The mkinitrd command will look something like:

/sbin/mkinitrd -v -f /boot/initrd-2.4.9-34smp.img 2.4.9-34smp

(with appropriate changes for your kernel version)

(A request to fix insmod to not fail under these circumstances has been filed and accepted with Keith Owens, modutils maintainer, and is pending for the 2.4.15 modutils release.)

[edit] LSI-based PERC controllers

This category includes questions and answers for Dell RAID controllers based on LSI (formerly AMI) products which use the megaraid driver.


[edit] The 'megaraid' driver does not see any containers that I have created.

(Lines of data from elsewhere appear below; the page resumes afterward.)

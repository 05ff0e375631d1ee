//
//  kongo
//  tests/resources.rs
//
//  Created by Ngonidzashe Mangudya on 2026/01/12.
//  Copyright (c) 2025 IAMNGONI. All rights reserved.
//

//! Method, path, query and body contracts of the resource services.

use mockito::{Matcher, Server, ServerGuard};
use reqwest::StatusCode;
use serde_json::json;
use tokio_util::sync::CancellationToken;

use kongo::api::common::ListOptions;
use kongo::api::resources::{
    Api, Certificate, Consumer, Customer, CustomerListOptions, NewService, Route,
    RouteServiceRef, ServiceHost, ServiceTarget, ServiceUpdate, Sni,
};
use kongo::{KongClient, KongError};

async fn setup() -> (ServerGuard, KongClient) {
    let server = Server::new_async().await;
    let client = KongClient::new(&server.url()).unwrap();
    (server, client)
}

const SERVICE_JSON: &str = r#"{
    "id": "4e13f54a-bbf1-47a8-8777-255fed7116f2",
    "name": "billing",
    "protocol": "http",
    "host": "billing.internal",
    "port": 8080,
    "path": "/v1",
    "retries": 5,
    "connect_timeout": 60000,
    "read_timeout": 60000,
    "write_timeout": 60000,
    "created_at": 1422386534,
    "updated_at": 1422386534
}"#;

#[tokio::test]
async fn test_node_info_and_status() {
    let (mut server, client) = setup().await;
    let _mock = server
        .mock("GET", "/")
        .with_status(200)
        .with_body(r#"{"hostname":"kong-1","version":"0.13.0","tagline":"Welcome to kong"}"#)
        .create_async()
        .await;
    let _mock = server
        .mock("GET", "/status")
        .with_status(200)
        .with_body(r#"{"database":{"reachable":true},"server":{"total_requests":7}}"#)
        .create_async()
        .await;

    let (info, _) = client.node().info().await.unwrap();
    assert_eq!(info.hostname, "kong-1");
    assert_eq!(info.version, "0.13.0");

    let (status, _) = client.node().status().await.unwrap();
    assert!(status.database.reachable);
    assert_eq!(status.server.total_requests, 7);
}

This is usually a firmware problem. Update your firmware to the latest version. You can download firmware from http://support.dell.com/filelib


[edit] I want to run my own, custom kernel. Where can I find the patches?

The megaraid device driver team at LSI work closely with the kernel team and, for the most part, you can find the most recent validated build of the megaraid driver already in the kernel.


[edit] Are there management utilities so that I can create and delete LUNs under Linux?

Yes. See http://linux.dell.com for the megaraid-util package.


[edit] Where are Red Hat Linux 6.2 Drivers?

Tesfamariam has made a Driver Diskette for Red Hat Linux 6.2 SBE2 for use with the PERC 3/DCL, 3/DC, and 3/QC controllers. I've posted it to http://linux.dell.com in the megaraid section. Untar it to a FAT-formatted floppy so that all the files are in the top-level of the floppy, and install using 'linux dd' so it prompts you for a driver disk.


[edit] Which controllers use the LSI megaraid driver?

  • PERC - PowerEdge Expandable RAID Controller. The original PERC card was a two-channel Wide SCSI RAID adapter. This card is supported by the AMI megaraid driver, v1.05 or greater.
  • PERC2/SC - single-channel w/o battery LSI RAID controller (MegaRAID 466). This card is supported by the AMI megaraid driver, v1.05 or greater.
  • PERC2/DC - dual-channel w/o battery LSI RAID controller (MegaRAID 467). This card is supported by the AMI megaraid driver, v1.05 or greater.
  • PERC3/QC - quad-channel w/ battery. LSI RAID controller (MegaRAID 471). This card is supported by the AMI megaraid driver, v1e08 or greater.
  • PERC3/DC - dual-channel w/ battery. LSI RAID controller (MegaRAID 493). This card is supported by the AMI megaraid driver, v1e08 or greater.
  • PERC3/DCL - dual-channel, no battery. LSI RAID controller (MegaRAID 493). This card is supported by the AMI megaraid driver, v1e08 or greater.
  • PERC3/DCP - dual-channel, no battery, sold in Precision workstations. LSI RAID controller (MegaRAID 493). This card is supported by the AMI megaraid driver, v1e08 or greater.
  • PERC3/SC - single-channel w/o battery. LSI RAID controller (MegaRAID 475). This card is supported by the AMI megaraid driver, v1e08 or greater.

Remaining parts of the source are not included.